#### TASK BRIEF:
Report only how many lines of the entries below contain the string "lifecycle".

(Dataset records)
+++

//! PIR Server Library - publish and query private information retrieval services
//!
//! This library exposes the server components for use in integration tests.
//! The main binary uses these same components.

pub mod artifacts;
pub mod auth;
pub mod blob;
pub mod config;
pub mod constructor;
pub mod error;
pub mod handlers;
pub mod lifecycle;
pub mod openapi;
pub mod pipeline;
pub mod registry;
pub mod routes;
pub mod row_source;
pub mod state;
pub mod store;
pub mod transport;
pub mod validation;
pub mod worker;

pub use artifacts::ArtifactStore;
pub use auth::{AuthDecision, CredentialVerifier, StoreCredentialVerifier};
pub use blob::{BlobError, BlobStore, LocalBlobStore, MemoryBlobStore};
pub use config::Config;
pub use constructor::{
    artifact_key, staged_artifact_key, BlobDatasetSource, DatasetConstructor, DatasetSource,
    SourceRow,
};
pub use error::ApiError;
pub use lifecycle::{LifecycleManager, PublishOutcome, PublishTask};
pub use openapi::ApiDoc;
pub use pipeline::QueryPipeline;
pub use registry::{service_topic, ServiceRegistry};
pub use routes::{create_router, create_router_with_config};
pub use row_source::{ArtifactRowSource, RowSource};
pub use state::{AppState, Backends};
pub use store::{
    AuthStore, InvokeRecord, InvokeStatus, MemoryStore, PostgresStore, PublishClaim,
    PublishStatus, PublishedServiceInfo, ServiceAuth, ServiceStore, StoreError,
};
pub use transport::{
    LocalTransport, SentResponse, TopicHandler, TopicMessage, Transport, TransportError,
};
pub use worker::{PoolError, WorkerPool};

+++

#### RESPONSE TO THE TASK:
2